• _INSTRUCTIONS TO FOLLOW_:
The records under this task must be duplicated exactly.

• _DATA RECORDS_:
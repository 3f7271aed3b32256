use chrono::{DateTime, Utc};
use serde::{Deserialize, Serialize};
use tracing::{error, info, instrument};

use crate::domain::{CanonicalBrand, Document};
use crate::error::{DatasetReplaceError, ReplaceStage};
use crate::storage::DocumentStore;

/// How a run's output becomes the live dataset
#[derive(Debug, Clone, Copy, PartialEq, Eq, Default, Serialize, Deserialize)]
#[serde(rename_all = "snake_case")]
pub enum ReplaceStrategy {
    /// Write the new set to staging, then swap it in as one action
    #[default]
    StagedSwap,
    /// Clear the dataset, then insert the new set. A failed insert can leave
    /// the dataset empty or partial.
    ClearThenInsert,
}

impl ReplaceStrategy {
    pub fn as_str(&self) -> &'static str {
        match self {
            ReplaceStrategy::StagedSwap => "staged_swap",
            ReplaceStrategy::ClearThenInsert => "clear_then_insert",
        }
    }
}

/// Outcome of a successful dataset replace
#[derive(Debug, Clone, PartialEq, Eq, Serialize)]
pub struct CommitResult {
    pub strategy: ReplaceStrategy,
    /// Documents now in the dataset
    pub written: usize,
    /// Documents the replace discarded
    pub replaced: usize,
    pub committed_at: DateTime<Utc>,
}

/// Commits a run's canonical records as the whole dataset. No merge, no upsert:
/// whatever was there before is gone once this succeeds.
#[derive(Debug, Clone, Copy, Default)]
pub struct DatasetReplacer {
    strategy: ReplaceStrategy,
}

impl DatasetReplacer {
    pub fn new(strategy: ReplaceStrategy) -> Self {
        Self { strategy }
    }

    pub fn strategy(&self) -> ReplaceStrategy {
        self.strategy
    }

    #[instrument(skip_all, fields(strategy = self.strategy.as_str(), records = records.len()))]
    pub async fn replace_dataset(
        &self,
        store: &dyn DocumentStore,
        records: &[CanonicalBrand],
    ) -> Result<CommitResult, DatasetReplaceError> {
        let documents: Vec<Document> = records.iter().map(CanonicalBrand::to_document).collect();
        let written = documents.len();

        let replaced = match self.strategy {
            ReplaceStrategy::StagedSwap => staged_swap(store, documents).await?,
            ReplaceStrategy::ClearThenInsert => clear_then_insert(store, documents).await?,
        };

        info!(written, replaced, "Dataset replaced");
        Ok(CommitResult {
            strategy: self.strategy,
            written,
            replaced,
            committed_at: Utc::now(),
        })
    }
}

async fn staged_swap(
    store: &dyn DocumentStore,
    documents: Vec<Document>,
) -> Result<usize, DatasetReplaceError> {
    let staged = store
        .stage(documents)
        .await
        .map_err(|e| fail(ReplaceStage::Stage, e))?;
    // The staged handle is consumed by swap_in; on any early exit it is dropped and discarded
    staged
        .swap_in()
        .await
        .map_err(|e| fail(ReplaceStage::Swap, e))
}

async fn clear_then_insert(
    store: &dyn DocumentStore,
    documents: Vec<Document>,
) -> Result<usize, DatasetReplaceError> {
    let removed = store
        .clear()
        .await
        .map_err(|e| fail(ReplaceStage::Clear, e))?;
    store
        .insert_many(documents)
        .await
        .map_err(|e| fail(ReplaceStage::Insert, e))?;
    Ok(removed)
}

fn fail(stage: ReplaceStage, source: crate::error::StoreError) -> DatasetReplaceError {
    let err = DatasetReplaceError::new(stage, source);
    if stage.leaves_dataset_inconsistent() {
        error!(stage = %stage, "Dataset replace failed; dataset may be empty or partial: {}", err);
    } else {
        error!(stage = %stage, "Dataset replace failed; prior dataset kept: {}", err);
    }
    crate::observability::metrics::replace::failed(stage);
    err
}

• _OUTPUT FOR THIS EXERCISE_:
repository 3f7271aed3b32256
use chrono::{DateTime, Utc};
use serde::{Deserialize, Serialize};
use tracing::{error, info, instrument};

use crate::domain::{CanonicalBrand, Document};
use crate::error::{DatasetReplaceError, ReplaceStage};
use crate::storage::DocumentStore;

/// How a run's output becomes the live dataset
#[derive(Debug, Clone, Copy, PartialEq, Eq, Default, Serialize, Deserialize)]
#[serde(rename_all = "snake_case")]
pub enum ReplaceStrategy {
    /// Write the new set to staging, then swap it in as one action
    #[default]
    StagedSwap,
    /// Clear the dataset, then insert the new set. A failed insert can leave
    /// the dataset empty or partial.
    ClearThenInsert,
}

impl ReplaceStrategy {
    pub fn as_str(&self) -> &'static str {
        match self {
            ReplaceStrategy::StagedSwap => "staged_swap",
            ReplaceStrategy::ClearThenInsert => "clear_then_insert",
        }
    }
}

/// Outcome of a successful dataset replace
#[derive(Debug, Clone, PartialEq, Eq, Serialize)]
pub struct CommitResult {
    pub strategy: ReplaceStrategy,
    /// Documents now in the dataset
    pub written: usize,
    /// Documents the replace discarded
    pub replaced: usize,
    pub committed_at: DateTime<Utc>,
}

/// Commits a run's canonical records as the whole dataset. No merge, no upsert:
/// whatever was there before is gone once this succeeds.
#[derive(Debug, Clone, Copy, Default)]
pub struct DatasetReplacer {
    strategy: ReplaceStrategy,
}

impl DatasetReplacer {
    pub fn new(strategy: ReplaceStrategy) -> Self {
        Self { strategy }
    }

    pub fn strategy(&self) -> ReplaceStrategy {
        self.strategy
    }

    #[instrument(skip_all, fields(strategy = self.strategy.as_str(), records = records.len()))]
    pub async fn replace_dataset(
        &self,
        store: &dyn DocumentStore,
        records: &[CanonicalBrand],
    ) -> Result<CommitResult, DatasetReplaceError> {
        let documents: Vec<Document> = records.iter().map(CanonicalBrand::to_document).collect();
        let written = documents.len();

        let replaced = match self.strategy {
            ReplaceStrategy::StagedSwap => staged_swap(store, documents).await?,
            ReplaceStrategy::ClearThenInsert => clear_then_insert(store, documents).await?,
        };

        info!(written, replaced, "Dataset replaced");
        Ok(CommitResult {
            strategy: self.strategy,
            written,
            replaced,
            committed_at: Utc::now(),
        })
    }
}

async fn staged_swap(
    store: &dyn DocumentStore,
    documents: Vec<Document>,
) -> Result<usize, DatasetReplaceError> {
    let staged = store
        .stage(documents)
        .await
        .map_err(|e| fail(ReplaceStage::Stage, e))?;
    // The staged handle is consumed by swap_in; on any early exit it is dropped and discarded
    staged
        .swap_in()
        .await
        .map_err(|e| fail(ReplaceStage::Swap, e))
}

async fn clear_then_insert(
    store: &dyn DocumentStore,
    documents: Vec<Document>,
) -> Result<usize, DatasetReplaceError> {
    let removed = store
        .clear()
        .await
        .map_err(|e| fail(ReplaceStage::Clear, e))?;
    store
        .insert_many(documents)
        .await
        .map_err(|e| fail(ReplaceStage::Insert, e))?;
    Ok(removed)
}

fn fail(stage: ReplaceStage, source: crate::error::StoreError) -> DatasetReplaceError {
    let err = DatasetReplaceError::new(stage, source);
    if stage.leaves_dataset_inconsistent() {
        error!(stage = %stage, "Dataset replace failed; dataset may be empty or partial: {}", err);
    } else {
        error!(stage = %stage, "Dataset replace failed; prior dataset kept: {}", err);
    }
    crate::observability::metrics::replace::failed(stage);
    err
}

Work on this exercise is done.